We’re still a long way from knowing if we can manipulate the microbiome and if it truly presents opportunity as a new therapy. —Vijay Ramakrishnan, MD
Explore this issue:March 2019
Certain Bacteria May Be More Common in Disease States
Research suggests that particular strains of bacteria are more likely to be found in the microbiomes of patients with diseased sinuses. According to a 2016 review by Dr. Ramakrishnan and others, S. aureus, Prevotella, Fusobacterium, Bacteroides spp. and Peptostreptococcus spp. are more abundant in the microbiota of patients with CRS than in patients with healthy sinuses. (Curr Opin Otolaryngol Head Neck Surg. 2016;24:20–25). A 2017 study by Dr. Cope, Dr. Lynch, and others identified four distinct subgroups among patients with CRS. The microbiome of each subgroup was dominated by a different pathogenic family: Streptococcaceae, Pseudomonadaceae, Corynebacteriaceae, or Staphylococcaceae. The authors speculate that these different states “represent a gradient of pathogenic microbial co-colonizations that are related to patient treatment history and/or disease progression”

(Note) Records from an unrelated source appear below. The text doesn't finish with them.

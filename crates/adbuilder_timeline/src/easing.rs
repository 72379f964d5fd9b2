// SPDX-License-Identifier: MIT OR Apache-2.0
//! Easing curves shared by the sampler and the native tween runtime.
//!
//! Both playback modes evaluate the exact same functions, so a paused frame
//! and a frame produced by a running tween never disagree.

use serde::{Deserialize, Serialize};
use std::f64::consts::PI;
use std::fmt;

/// Easing curve applied to the segment that ends at a keyframe
#[derive(Debug, Clone, Copy, PartialEq, Eq, Hash, Default, Serialize, Deserialize)]
#[serde(from = "String", into = "String")]
pub enum Easing {
    /// Identity
    Linear,
    /// Smoothstep
    Ease,
    /// Quadratic ease-in
    EaseIn,
    /// Quadratic ease-out
    #[default]
    EaseOut,
    /// Quadratic ease-in-out
    EaseInOut,
    /// Bounce-out
    Bounce,
    /// Elastic-out (amplitude 1, period 0.3)
    Elastic,
}

impl Easing {
    /// Every supported easing, in display order
    pub const ALL: [Easing; 7] = [
        Easing::Linear,
        Easing::Ease,
        Easing::EaseIn,
        Easing::EaseOut,
        Easing::EaseInOut,
        Easing::Bounce,
        Easing::Elastic,
    ];

    /// Wire name of the easing
    pub fn as_str(&self) -> &'static str {
        match self {
            Easing::Linear => "linear",
            Easing::Ease => "ease",
            Easing::EaseIn => "ease-in",
            Easing::EaseOut => "ease-out",
            Easing::EaseInOut => "ease-in-out",
            Easing::Bounce => "bounce",
            Easing::Elastic => "elastic",
        }
    }

    /// Parse a wire name. Unknown names fall back to `ease-out`.
    pub fn from_name(name: &str) -> Self {
        match name {
            "linear" => Easing::Linear,
            "ease" => Easing::Ease,
            "ease-in" => Easing::EaseIn,
            "ease-out" => Easing::EaseOut,
            "ease-in-out" => Easing::EaseInOut,
            "bounce" => Easing::Bounce,
            "elastic" => Easing::Elastic,
            other => {
                tracing::warn!("Unknown easing {:?}, using ease-out", other);
                Easing::EaseOut
            }
        }
    }

    /// Map normalized progress to eased progress.
    ///
    /// Input is clamped to `[0, 1]`. Every curve returns exactly 0 at 0 and
    /// exactly 1 at 1; bounce and elastic may leave `[0, 1]` in between.
    pub fn apply(&self, t: f64) -> f64 {
        let t = if t.is_nan() { 0.0 } else { t.clamp(0.0, 1.0) };
        match self {
            Easing::Linear => t,
            Easing::Ease => t * t * (3.0 - 2.0 * t),
            Easing::EaseIn => t * t,
            Easing::EaseOut => t * (2.0 - t),
            Easing::EaseInOut => {
                if t < 0.5 {
                    2.0 * t * t
                } else {
                    1.0 - (-2.0 * t + 2.0).powi(2) / 2.0
                }
            }
            Easing::Bounce => bounce_out(t),
            Easing::Elastic => elastic_out(t),
        }
    }
}

/// Free-function form of [`Easing::apply`]
pub fn ease(kind: Easing, t: f64) -> f64 {
    kind.apply(t)
}

fn bounce_out(t: f64) -> f64 {
    const N: f64 = 7.5625;
    const D: f64 = 2.75;

    if t < 1.0 / D {
        N * t * t
    } else if t < 2.0 / D {
        let t = t - 1.5 / D;
        N * t * t + 0.75
    } else if t < 2.5 / D {
        let t = t - 2.25 / D;
        N * t * t + 0.9375
    } else if t < 1.0 {
        let t = t - 2.625 / D;
        N * t * t + 0.984375
    } else {
        1.0
    }
}

fn elastic_out(t: f64) -> f64 {
    const PERIOD: f64 = 0.3;

    if t <= 0.0 {
        return 0.0;
    }
    if t >= 1.0 {
        return 1.0;
    }
    let shift = PERIOD / 4.0;
    2f64.powf(-10.0 * t) * ((t - shift) * (2.0 * PI) / PERIOD).sin() + 1.0
}

impl fmt::Display for Easing {
    fn fmt(&self, f: &mut fmt::Formatter<'_>) -> fmt::Result {
        f.write_str(self.as_str())
    }
}

impl From<String> for Easing {
    fn from(name: String) -> Self {
        Easing::from_name(&name)
    }
}

impl From<Easing> for String {
    fn from(easing: Easing) -> Self {
        easing.as_str().to_string()
    }
}

#[cfg(test)]
mod tests {
    use super::*;

    const EPS: f64 = 1e-12;

    #[test]
    fn test_endpoints_are_exact() {
        for easing in Easing::ALL {
            assert!(easing.apply(0.0).abs() < EPS, "{easing} at 0");
            assert!((easing.apply(1.0) - 1.0).abs() < EPS, "{easing} at 1");
        }
    }

    #[test]
    fn test_quadratic_curves() {
        assert!((Easing::EaseIn.apply(0.25) - 0.0625).abs() < EPS);
        assert!((Easing::EaseOut.apply(0.5) - 0.75).abs() < EPS);
        assert!((Easing::EaseInOut.apply(0.25) - 0.125).abs() < EPS);
        assert!((Easing::EaseInOut.apply(0.75) - 0.875).abs() < EPS);
        assert!((Easing::Ease.apply(0.5) - 0.5).abs() < EPS);
        assert!((Easing::Linear.apply(0.3) - 0.3).abs() < EPS);
    }

    #[test]
    fn test_input_is_clamped() {
        assert_eq!(Easing::Linear.apply(-1.0), 0.0);
        assert_eq!(Easing::EaseIn.apply(2.0), 1.0);
        assert_eq!(Easing::Linear.apply(f64::NAN), 0.0);
    }

    #[test]
    fn test_bounce_piecewise_joins() {
        // Each parabola reaches 1 (or close) at its breakpoint
        assert!((bounce_out(1.0 / 2.75) - 1.0).abs() < 1e-9);
        assert!((bounce_out(2.0 / 2.75) - 1.0).abs() < 1e-9);
        assert!(bounce_out(0.9) > 0.9 && bounce_out(0.9) <= 1.0);
    }

    #[test]
    fn test_elastic_overshoots() {
        let peak = (1..100)
            .map(|i| Easing::Elastic.apply(i as f64 / 100.0))
            .fold(f64::MIN, f64::max);
        assert!(peak > 1.0);
    }

    #[test]
    fn test_unknown_name_falls_back_to_ease_out() {
        assert_eq!(Easing::from_name("cubic-bezier(0,0,1,1)"), Easing::EaseOut);
        let parsed: Easing = serde_json::from_str("\"wobble\"").unwrap();
        assert_eq!(parsed, Easing::EaseOut);
    }

    #[test]
    fn test_wire_names_round_trip() {
        for easing in Easing::ALL {
            assert_eq!(Easing::from_name(easing.as_str()), easing);
        }
        assert_eq!(serde_json::to_string(&Easing::EaseInOut).unwrap(), "\"ease-in-out\"");
    }
}
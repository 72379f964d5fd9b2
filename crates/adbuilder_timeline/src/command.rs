// SPDX-License-Identifier: MIT OR Apache-2.0
//! Commands the UI layer sends to a timeline session.

use crate::element::ElementId;
use crate::keyframe::{KeyframeId, KeyframePatch};
use crate::track::TrackId;
use crate::value::{AnimationProperty, AnimationValue};

/// Every mutation of the timeline, as data
#[derive(Debug, Clone, PartialEq)]
pub enum TimelineCommand {
    /// Start playback from the playhead
    Play,
    /// Pause and re-sync with the sampler
    Pause,
    /// Play if paused, pause if playing
    TogglePlay,
    /// Move the playhead
    Seek(f64),
    /// Set the timeline length in seconds
    SetDuration(f64),
    /// Set the playback speed multiplier
    SetPlaybackSpeed(f64),
    /// Flip looping
    ToggleLoop,
    /// Ensure an element has a track
    CreateTrack(ElementId),
    /// Remove an element's track
    RemoveTrack(ElementId),
    /// Add a keyframe; the time is clamped to the timeline
    AddKeyframe {
        /// Target element
        element_id: ElementId,
        /// Animated property
        property: AnimationProperty,
        /// Time in seconds
        time: f64,
        /// Value, must match the property's shape
        value: AnimationValue,
    },
    /// Patch a keyframe
    UpdateKeyframe {
        /// Keyframe to patch
        id: KeyframeId,
        /// Fields to change
        patch: KeyframePatch,
    },
    /// Delete a keyframe
    RemoveKeyframe(KeyframeId),
    /// Flip a track's visibility
    ToggleVisibility(TrackId),
    /// Flip a track's lock
    ToggleLock(TrackId),
    /// Flip a track's expansion
    ToggleExpansion(TrackId),
}

impl TimelineCommand {
    /// Whether the command edits keyframe data rather than transport state
    pub fn is_edit(&self) -> bool {
        matches!(
            self,
            Self::CreateTrack(_)
                | Self::RemoveTrack(_)
                | Self::AddKeyframe { .. }
                | Self::UpdateKeyframe { .. }
                | Self::RemoveKeyframe(_)
        )
    }
}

Indeed, it’s possible that past treatment has altered the microbiomes of many CRS patients. “People with chronic rhinosinusitis have generally already been treated with lots of antibiotics and steroids and sprays,” Dr. Ramakrishnan said. “The challenge is teasing apart whether the microbiota differences are an innocent observation–something that just happens to be different but doesn’t really have a role in anything–or an active driver of inflammation and disease.”
Dr. Cope and her team are looking for answers. “I’m interested in how microbes interact with each other in the sinuses,” she said. “If we see certain species of bacteria and fungi in our sequence data, I want to take them out into the lab and see how they play together. Is the combination causing more virulence? Could they be beneficial together?” At present, her team is using animal models to study the interplay of microbes.
Microbiome May Contribute to Asthma Development
Evidence strongly suggests that the microbiome of the lower airways may play a role in the development of asthma. Compared to people without asthma, the microbiota of people with asthma is commonly enriched for members of Proteobacteria. People with asthma also typically have a high bacterial burden and bacterial diversity in the lower airways. While no studies have yet demonstrated a direct causal link between microbial changes and the development of asthma, the composition of the airway microbiome is highly correlated with the degree of bronchial hyper-responsiveness. There’s also evidence to suggest that alterations to the oral microbiome may be associated with the development of childhood asthma. (Cell Host Microbe. 2015;17:592–602.)
“Some of these early microbial exposures during this important window of opportunity may be important in preventing asthma,” Dr. Cope said.